TASK STATEMENT
What is needed is every line of the data that includes the word "axis". Please copy each one.

MATERIAL FOR THIS TASK
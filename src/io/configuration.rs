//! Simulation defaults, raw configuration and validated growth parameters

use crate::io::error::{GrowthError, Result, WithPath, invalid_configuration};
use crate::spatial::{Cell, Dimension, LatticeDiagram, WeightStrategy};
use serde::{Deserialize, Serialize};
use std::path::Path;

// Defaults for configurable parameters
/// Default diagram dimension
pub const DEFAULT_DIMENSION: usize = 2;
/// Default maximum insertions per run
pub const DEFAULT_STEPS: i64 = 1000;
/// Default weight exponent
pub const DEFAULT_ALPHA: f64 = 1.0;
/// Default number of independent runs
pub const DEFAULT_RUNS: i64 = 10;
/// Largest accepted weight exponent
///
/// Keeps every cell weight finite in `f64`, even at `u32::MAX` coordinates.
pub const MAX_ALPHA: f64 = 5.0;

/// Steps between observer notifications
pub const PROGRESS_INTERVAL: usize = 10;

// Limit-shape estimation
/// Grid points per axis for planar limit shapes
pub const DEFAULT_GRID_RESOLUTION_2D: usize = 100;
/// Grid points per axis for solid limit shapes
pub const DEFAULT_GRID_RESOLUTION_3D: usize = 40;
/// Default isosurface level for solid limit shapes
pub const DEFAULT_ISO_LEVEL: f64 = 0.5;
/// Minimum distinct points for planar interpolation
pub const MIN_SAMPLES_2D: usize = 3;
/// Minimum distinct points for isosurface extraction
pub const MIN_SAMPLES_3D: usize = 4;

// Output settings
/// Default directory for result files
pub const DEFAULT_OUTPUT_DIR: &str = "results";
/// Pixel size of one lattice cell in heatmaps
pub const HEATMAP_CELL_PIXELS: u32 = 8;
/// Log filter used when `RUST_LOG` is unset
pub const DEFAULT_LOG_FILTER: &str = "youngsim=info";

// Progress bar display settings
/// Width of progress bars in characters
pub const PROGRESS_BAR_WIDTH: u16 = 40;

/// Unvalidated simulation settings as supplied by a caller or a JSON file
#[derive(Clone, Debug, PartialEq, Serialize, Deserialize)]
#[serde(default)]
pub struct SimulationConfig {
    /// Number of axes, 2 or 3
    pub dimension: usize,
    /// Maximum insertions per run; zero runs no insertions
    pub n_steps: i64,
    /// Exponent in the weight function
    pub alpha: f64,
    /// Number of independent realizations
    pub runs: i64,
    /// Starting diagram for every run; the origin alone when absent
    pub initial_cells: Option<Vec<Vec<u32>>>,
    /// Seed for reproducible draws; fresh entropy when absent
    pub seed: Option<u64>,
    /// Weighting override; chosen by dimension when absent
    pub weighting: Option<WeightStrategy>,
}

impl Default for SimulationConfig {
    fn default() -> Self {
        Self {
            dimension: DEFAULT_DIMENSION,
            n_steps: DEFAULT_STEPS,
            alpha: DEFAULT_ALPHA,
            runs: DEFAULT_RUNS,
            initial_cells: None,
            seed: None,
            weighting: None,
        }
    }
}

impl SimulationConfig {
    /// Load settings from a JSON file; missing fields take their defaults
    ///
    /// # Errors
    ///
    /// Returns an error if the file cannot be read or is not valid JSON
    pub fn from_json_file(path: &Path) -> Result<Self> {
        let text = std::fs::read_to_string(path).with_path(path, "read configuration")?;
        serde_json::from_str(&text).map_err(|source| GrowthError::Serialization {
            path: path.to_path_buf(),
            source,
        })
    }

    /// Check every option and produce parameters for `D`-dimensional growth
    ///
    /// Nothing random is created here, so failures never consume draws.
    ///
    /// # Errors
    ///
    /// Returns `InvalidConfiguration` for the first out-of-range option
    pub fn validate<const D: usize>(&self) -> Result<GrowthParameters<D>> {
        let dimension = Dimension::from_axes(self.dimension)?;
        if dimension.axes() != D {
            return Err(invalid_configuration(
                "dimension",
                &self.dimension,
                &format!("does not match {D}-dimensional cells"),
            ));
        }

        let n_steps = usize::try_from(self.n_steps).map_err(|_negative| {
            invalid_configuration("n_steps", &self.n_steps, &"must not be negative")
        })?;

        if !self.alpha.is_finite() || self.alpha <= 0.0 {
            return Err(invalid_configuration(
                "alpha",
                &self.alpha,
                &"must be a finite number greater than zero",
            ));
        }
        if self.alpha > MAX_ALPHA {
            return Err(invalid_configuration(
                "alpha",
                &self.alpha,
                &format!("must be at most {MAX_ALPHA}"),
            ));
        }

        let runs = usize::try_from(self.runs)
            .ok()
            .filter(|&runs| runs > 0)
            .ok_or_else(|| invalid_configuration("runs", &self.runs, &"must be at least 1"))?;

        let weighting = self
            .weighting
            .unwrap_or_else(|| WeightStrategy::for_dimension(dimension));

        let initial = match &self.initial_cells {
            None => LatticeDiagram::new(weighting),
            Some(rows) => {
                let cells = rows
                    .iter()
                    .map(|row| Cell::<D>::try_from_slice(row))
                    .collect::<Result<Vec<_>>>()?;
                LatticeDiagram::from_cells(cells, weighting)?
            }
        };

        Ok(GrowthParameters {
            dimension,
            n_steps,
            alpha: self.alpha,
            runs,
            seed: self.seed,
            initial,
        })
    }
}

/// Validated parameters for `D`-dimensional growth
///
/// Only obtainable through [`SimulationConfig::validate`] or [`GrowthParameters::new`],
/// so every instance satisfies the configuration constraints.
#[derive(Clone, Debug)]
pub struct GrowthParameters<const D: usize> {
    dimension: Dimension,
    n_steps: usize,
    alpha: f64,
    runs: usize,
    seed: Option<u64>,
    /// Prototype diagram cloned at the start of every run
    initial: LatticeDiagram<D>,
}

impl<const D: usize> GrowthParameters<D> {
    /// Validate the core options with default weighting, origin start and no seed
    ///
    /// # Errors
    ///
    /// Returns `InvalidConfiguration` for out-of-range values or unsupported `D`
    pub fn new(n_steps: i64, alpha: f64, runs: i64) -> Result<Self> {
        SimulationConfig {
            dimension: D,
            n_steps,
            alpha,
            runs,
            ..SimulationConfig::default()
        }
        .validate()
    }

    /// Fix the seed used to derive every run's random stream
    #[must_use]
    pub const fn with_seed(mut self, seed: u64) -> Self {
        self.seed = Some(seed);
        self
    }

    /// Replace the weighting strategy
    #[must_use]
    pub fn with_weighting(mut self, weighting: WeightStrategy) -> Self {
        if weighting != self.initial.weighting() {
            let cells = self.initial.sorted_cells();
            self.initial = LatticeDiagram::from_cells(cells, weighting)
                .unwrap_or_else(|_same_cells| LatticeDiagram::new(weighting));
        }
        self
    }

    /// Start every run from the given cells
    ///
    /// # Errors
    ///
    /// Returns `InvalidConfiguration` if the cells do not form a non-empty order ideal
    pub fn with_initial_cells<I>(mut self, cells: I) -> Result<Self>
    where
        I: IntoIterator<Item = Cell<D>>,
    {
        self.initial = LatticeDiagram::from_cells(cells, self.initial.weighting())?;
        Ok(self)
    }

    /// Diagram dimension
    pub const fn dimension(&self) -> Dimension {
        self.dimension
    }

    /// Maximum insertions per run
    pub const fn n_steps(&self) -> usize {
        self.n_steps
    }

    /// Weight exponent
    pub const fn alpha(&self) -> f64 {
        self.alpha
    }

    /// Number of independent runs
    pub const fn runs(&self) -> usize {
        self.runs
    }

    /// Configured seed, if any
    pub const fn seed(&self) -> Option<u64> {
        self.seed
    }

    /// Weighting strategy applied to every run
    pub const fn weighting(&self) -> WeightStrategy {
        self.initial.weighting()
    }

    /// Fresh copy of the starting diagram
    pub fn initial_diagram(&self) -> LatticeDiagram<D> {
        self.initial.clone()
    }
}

WRITTEN RESPONSE
/// Grid points per axis for planar limit shapes
/// Grid points per axis for solid limit shapes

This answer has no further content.